Besides 5 valves per cylinder, the 1.8 liter turbo boasted a durable iron engine block with aluminum cylinder head. Inside the block, there are 100% forged internals, including crankshaft, connecting rods, and pistons. The incoming air to the turbocharger was fed through a single air-to-air intercooler.
The initial version of the engine for the 1995 model year made 150 horsepower and 155 pound-feet of torque. In a 1997 test by MotorTrend, it propelled Audi’s A4 sedan from 0-60 mph in 8.0 seconds with a manual transmission, or 9.1 seconds for the automatic.

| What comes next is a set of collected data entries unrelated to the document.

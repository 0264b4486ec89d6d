//! Version navigator handlers.
//!
//! The navigator is stateless across requests: each call carries the
//! version snapshot (or a model id to load it from), the measured extents
//! and the last reported scroll offset.

use super::{
    get_bool_param, get_f64_param, get_i64_param, get_typed_param, require_i64_param,
    require_str_param,
};
use crate::server::AppState;
use modelshare_core::models::ModelVersion;
use modelshare_core::navigator::{
    duplicate_id, EventLog, Extents, MenuAction, ScrollDirection, ScrollPosition,
    VersionNavigator,
};
use modelshare_core::{ModelShareError, Result};
use serde_json::{json, Value};

async fn resolve_versions(state: &AppState, params: &Value) -> Result<Vec<ModelVersion>> {
    let versions = match get_typed_param::<Vec<ModelVersion>>(params, "versions", "versions")? {
        Some(versions) => versions,
        None => {
            let model_id = get_i64_param(params, "model_id", "modelId").ok_or_else(|| {
                ModelShareError::InvalidParams {
                    message: "Missing required parameter: versions or model_id".to_string(),
                }
            })?;
            state.api.get_model_by_id(model_id).await?.model_versions
        }
    };

    if let Some(id) = duplicate_id(&versions) {
        return Err(ModelShareError::Validation {
            field: "versions".to_string(),
            message: format!("Duplicate model version id {}", id),
        });
    }
    Ok(versions)
}

fn build_navigator(state: &AppState, params: &Value) -> VersionNavigator<Extents> {
    let extents = Extents::new(
        get_f64_param(params, "content_width", "contentWidth").unwrap_or_default(),
        get_f64_param(params, "viewport_width", "viewportWidth").unwrap_or_default(),
    );
    let mut navigator = VersionNavigator::with_style(state.style.clone(), extents);
    navigator.on_scroll_position_change(ScrollPosition {
        x: get_f64_param(params, "scroll_x", "scrollX").unwrap_or_default(),
        y: 0.0,
    });
    navigator
}

fn show_menu(params: &Value) -> bool {
    get_bool_param(params, "show_menu", "showMenu").unwrap_or(false)
}

pub async fn render(state: &AppState, params: &Value) -> Result<Value> {
    let versions = resolve_versions(state, params).await?;
    let navigator = build_navigator(state, params);
    let selected = get_i64_param(params, "selected", "selected");
    let view = navigator.render(&versions, selected, show_menu(params));
    Ok(serde_json::to_value(view)?)
}

pub async fn activate(state: &AppState, params: &Value) -> Result<Value> {
    let versions = resolve_versions(state, params).await?;
    let version_id = require_i64_param(params, "version_id", "versionId")?;
    let navigator = build_navigator(state, params);

    let mut log = EventLog::default();
    let handled = navigator.activate(&versions, version_id, &mut log);
    Ok(json!({ "handled": handled, "events": log }))
}

pub async fn menu_action(state: &AppState, params: &Value) -> Result<Value> {
    let versions = resolve_versions(state, params).await?;
    let version_id = require_i64_param(params, "version_id", "versionId")?;
    let action: MenuAction = require_str_param(params, "action", "action")?.parse()?;
    let navigator = build_navigator(state, params);

    let mut log = EventLog::default();
    let handled =
        navigator.activate_menu_action(&versions, version_id, action, show_menu(params), &mut log);
    Ok(json!({ "handled": handled, "events": log }))
}

pub async fn page(state: &AppState, params: &Value) -> Result<Value> {
    let direction = match require_str_param(params, "direction", "direction")? {
        "left" => ScrollDirection::Left,
        "right" => ScrollDirection::Right,
        other => {
            return Err(ModelShareError::InvalidParams {
                message: format!("Unknown scroll direction: {}", other),
            })
        }
    };
    let navigator = build_navigator(state, params);

    let mut log = EventLog::default();
    let request = navigator.page(direction, &mut log);
    Ok(json!({
        "request": request,
        "affordances": navigator.affordances(),
    }))
}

Over the years, the 1.8T continually evolved, peaking at a whopping 240 horsepower in Audi’s 2005-2006 TT quattro sport. The extra power was primarily due to a larger turbocharger that produced 15 psi boost, as opposed to the standard 10 psi. A second intercooler was also fitted to further cool the intake charge. In this guise, the 1.8T enabled the TT to hit 60 mph from a standing start in just 5.9 seconds.
Nowadays, the 1.8T is known as the “small block Chevy of Europe” to old-world hot rodders, due to its affordable price and widespread availability in VAG brands like SEAT and Skoda, which we don’t get in America.